Crisis de confianza institucional
El problema también erosiona la confianza pública. Durante meses, autoridades insistieron en que los combustibles distribuidos en Bolivia cumplían plenamente las especificaciones técnicas. Sin embargo, los análisis independientes contradicen esa versión y alimentan el malestar ciudadano.
Conductores y mecánicos ya venían reportando fallas inusuales en vehículos, pérdida de potencia y problemas de combustión. Lo que inicialmente parecía una percepción aislada ahora encuentra respaldo en datos técnicos obtenidos bajo normas ASTM, estándares internacionales utilizados para verificar calidad de combustibles.
La situación podría derivar en pedidos de auditorías independientes, investigaciones parlamentarias e incluso acciones colectivas de consumidores afectados.
El debate de fondo: soberanía energética o improvisación
El caso revela además una contradicción estructural de la política energética boliviana. Pese a haber sido históricamente un país productor de hidrocarburos, Bolivia depende cada vez más de importaciones de gasolina y diésel para sostener el mercado interno.
La caída de producción de gas natural, la reducción de exploración y la insuficiente capacidad de refinación han incrementado la vulnerabilidad energética nacional. En ese contexto, el riesgo de importar combustibles de menor calidad se convierte en una amenaza real.

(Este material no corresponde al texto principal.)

//! Integration tests: failure propagation, timeouts, and concurrent
//! forwards across a three-node network.

use std::time::Duration;

use opcn_channel::HtlcOutcome;
use opcn_core::{ChannelId, Preimage};
use opcn_node::{Node, NodeConfig};
use opcn_switch::{HtlcRole, PaymentError};

const CHANNEL_CAPACITY: u64 = 100_000;

async fn wait_announced(node: &Node, id: ChannelId) {
    tokio::time::timeout(Duration::from_secs(5), node.await_channel_announced(id))
        .await
        .expect("channel announcement must converge before the timeout");
}

fn start_node(config: NodeConfig) -> Node {
    let node = Node::new(config).expect("node creation");
    node.start();
    node
}

/// Alice–Bob–Carol with both channels open and announced everywhere.
/// `start_carol` controls whether Carol's message loop runs.
async fn three_nodes(
    alice_config: NodeConfig,
    start_carol: bool,
) -> (Node, Node, Node, ChannelId, ChannelId) {
    let alice = start_node(alice_config);
    let bob = start_node(NodeConfig::with_id("bob"));
    let carol = Node::new(NodeConfig::with_id("carol")).expect("node creation");
    if start_carol {
        carol.start();
    }

    alice.connect(&bob);
    bob.connect(&carol);

    let chan_ab = alice
        .open_channel(bob.id(), CHANNEL_CAPACITY)
        .await
        .expect("open alice-bob");
    let chan_bc = bob
        .open_channel(carol.id(), CHANNEL_CAPACITY)
        .await
        .expect("open bob-carol");

    wait_announced(&alice, chan_ab).await;
    wait_announced(&alice, chan_bc).await;
    wait_announced(&bob, chan_ab).await;
    wait_announced(&bob, chan_bc).await;
    if start_carol {
        wait_announced(&carol, chan_ab).await;
        wait_announced(&carol, chan_bc).await;
    }

    (alice, bob, carol, chan_ab, chan_bc)
}

#[tokio::test]
async fn test_unknown_invoice_fails_backward_hop_by_hop() {
    let (alice, bob, carol, chan_ab, chan_bc) =
        three_nodes(NodeConfig::with_id("alice"), true).await;

    let mut alice_events = alice.subscribe_htlc_events();
    let mut bob_events = bob.subscribe_htlc_events();
    let mut carol_events = carol.subscribe_htlc_events();

    // Carol never issued an invoice for this hash.
    let bogus = Preimage::generate().payment_hash();
    let result = alice.pay(carol.id(), bogus, 100).await;
    match result {
        Err(PaymentError::RouteFailure { origin, reason }) => {
            assert_eq!(&origin, carol.id(), "failure originates at the terminal hop");
            assert!(reason.contains("unknown payment hash"));
        }
        other => panic!("expected RouteFailure, got {:?}", other.map(|_| ())),
    }

    // Every channel fully refunded on both views.
    for (node, channel) in [
        (&alice, chan_ab),
        (&bob, chan_ab),
        (&bob, chan_bc),
        (&carol, chan_bc),
    ] {
        let balances = node.channel_balances(&channel).unwrap();
        assert_eq!(balances.pending_count, 0);
        assert_eq!(
            balances.local_balance + balances.remote_balance,
            CHANNEL_CAPACITY
        );
    }
    let alice_ab = alice.channel_balances(&chan_ab).unwrap();
    assert_eq!(alice_ab.local_balance, CHANNEL_CAPACITY);

    // Each node classified the failed resolution with its own role.
    let send = tokio::time::timeout(Duration::from_secs(5), alice_events.recv())
        .await
        .unwrap()
        .unwrap();
    assert_eq!(send.role, HtlcRole::Send);
    assert_eq!(send.outcome, HtlcOutcome::Failure);

    let forward = tokio::time::timeout(Duration::from_secs(5), bob_events.recv())
        .await
        .unwrap()
        .unwrap();
    assert_eq!(forward.role, HtlcRole::Forward);
    assert_eq!(forward.outcome, HtlcOutcome::Failure);

    let receive = tokio::time::timeout(Duration::from_secs(5), carol_events.recv())
        .await
        .unwrap()
        .unwrap();
    assert_eq!(receive.role, HtlcRole::Receive);
    assert_eq!(receive.outcome, HtlcOutcome::Failure);
}

#[tokio::test]
async fn test_timeout_surfaces_once_without_rollback() {
    // Carol's loop never runs: Bob's forward to her is never answered.
    let mut alice_config = NodeConfig::with_id("alice");
    alice_config.payments.timeout_secs = 1;
    let (alice, bob, carol, chan_ab, chan_bc) = three_nodes(alice_config, false).await;

    let hash = Preimage::generate().payment_hash();
    let result = alice.pay(carol.id(), hash, 100).await;
    assert!(matches!(result, Err(PaymentError::Timeout(_))));

    // No forced rollback: the first-hop HTLC is still outstanding on
    // Alice's view, and Bob holds both legs pending.
    let alice_ab = alice.channel_balances(&chan_ab).unwrap();
    assert_eq!(alice_ab.pending_total, 100);
    let bob_ab = bob.channel_balances(&chan_ab).unwrap();
    assert_eq!(bob_ab.pending_total, 100);
    let bob_bc = bob.channel_balances(&chan_bc).unwrap();
    assert_eq!(bob_bc.pending_total, 100);

    // The hash is still in flight, so a retry is rejected rather than
    // double-paying.
    let retry = alice.pay(carol.id(), hash, 100).await;
    assert!(matches!(retry, Err(PaymentError::PaymentInFlight(_))));
}

#[tokio::test]
async fn test_insufficient_downstream_liquidity_fails_at_bob() {
    let (alice, bob, carol, chan_ab, chan_bc) =
        three_nodes(NodeConfig::with_id("alice"), true).await;

    // First payment drains most of Bob's B–C balance.
    let first = carol.add_invoice(60_000, "drain");
    alice
        .pay(carol.id(), first.payment_hash, 60_000)
        .await
        .expect("first payment settles");

    // Second payment of the same size cannot be forwarded.
    let second = carol.add_invoice(60_000, "too much");
    let result = alice.pay(carol.id(), second.payment_hash, 60_000).await;
    match result {
        Err(PaymentError::RouteFailure { origin, .. }) => {
            assert_eq!(&origin, bob.id(), "failure originates at the forwarding hop");
        }
        other => panic!("expected RouteFailure, got {:?}", other.map(|_| ())),
    }

    // First payment's effect retained, second fully refunded.
    let alice_ab = alice.channel_balances(&chan_ab).unwrap();
    assert_eq!(alice_ab.local_balance, CHANNEL_CAPACITY - 60_000);
    assert_eq!(alice_ab.pending_count, 0);
    let bob_bc = bob.channel_balances(&chan_bc).unwrap();
    assert_eq!(bob_bc.local_balance, CHANNEL_CAPACITY - 60_000);
    assert_eq!(bob_bc.pending_count, 0);
}

#[tokio::test]
async fn test_oversized_payment_rejected_at_origin() {
    let (alice, _bob, carol, chan_ab, _chan_bc) =
        three_nodes(NodeConfig::with_id("alice"), true).await;

    let invoice = carol.add_invoice(CHANNEL_CAPACITY + 1, "too big");
    let result = alice
        .pay(carol.id(), invoice.payment_hash, CHANNEL_CAPACITY + 1)
        .await;
    assert!(matches!(result, Err(PaymentError::Switch(_))));

    let alice_ab = alice.channel_balances(&chan_ab).unwrap();
    assert_eq!(alice_ab.local_balance, CHANNEL_CAPACITY);
    assert_eq!(alice_ab.pending_count, 0);
}

#[tokio::test]
async fn test_concurrent_opposite_direction_payments() {
    let (alice, bob, carol, chan_ab, chan_bc) =
        three_nodes(NodeConfig::with_id("alice"), true).await;

    // Give Carol spendable balance toward Bob first.
    let seed = carol.add_invoice(1_000, "seed liquidity");
    alice
        .pay(carol.id(), seed.payment_hash, 1_000)
        .await
        .expect("seed payment settles");

    // Opposite-direction payments through the same channel pair, at the
    // same time. Bob forwards A→C and C→A concurrently.
    let to_carol = carol.add_invoice(100, "a to c");
    let to_alice = alice.add_invoice(100, "c to a");
    let (a_result, c_result) = tokio::join!(
        alice.pay(carol.id(), to_carol.payment_hash, 100),
        carol.pay(alice.id(), to_alice.payment_hash, 100),
    );
    a_result.expect("alice's payment settles");
    c_result.expect("carol's payment settles");

    // The 100s cancel out; conservation holds on every view.
    for (node, channel) in [
        (&alice, chan_ab),
        (&bob, chan_ab),
        (&bob, chan_bc),
        (&carol, chan_bc),
    ] {
        let balances = node.channel_balances(&channel).unwrap();
        assert_eq!(balances.pending_count, 0);
        assert_eq!(
            balances.local_balance + balances.remote_balance,
            CHANNEL_CAPACITY
        );
    }
    let alice_ab = alice.channel_balances(&chan_ab).unwrap();
    assert_eq!(alice_ab.local_balance, CHANNEL_CAPACITY - 1_000);
    let carol_bc = carol.channel_balances(&chan_bc).unwrap();
    assert_eq!(carol_bc.local_balance, 1_000);
}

Para analistas del sector, la actual crisis es consecuencia de años de debilitamiento institucional, falta de inversión en exploración y ausencia de planificación energética de largo plazo.
Exigen responsabilidades
Frente a la gravedad del caso, crecen las voces que demandan procesos administrativos y judiciales contra quienes resulten responsables de permitir el ingreso o comercialización de combustible fuera de norma.
La discusión ya no se limita a la calidad de la gasolina. El centro del debate es si existió negligencia estatal en el manejo de recursos públicos y si se puso en riesgo deliberadamente el patrimonio de miles de bolivianos.
Porque cuando un ciudadano paga por combustible subsidiado esperando calidad y termina recibiendo gasolina que puede dañar su motor, el problema deja de ser técnico y se convierte en un asunto político, económico y de responsabilidad pública.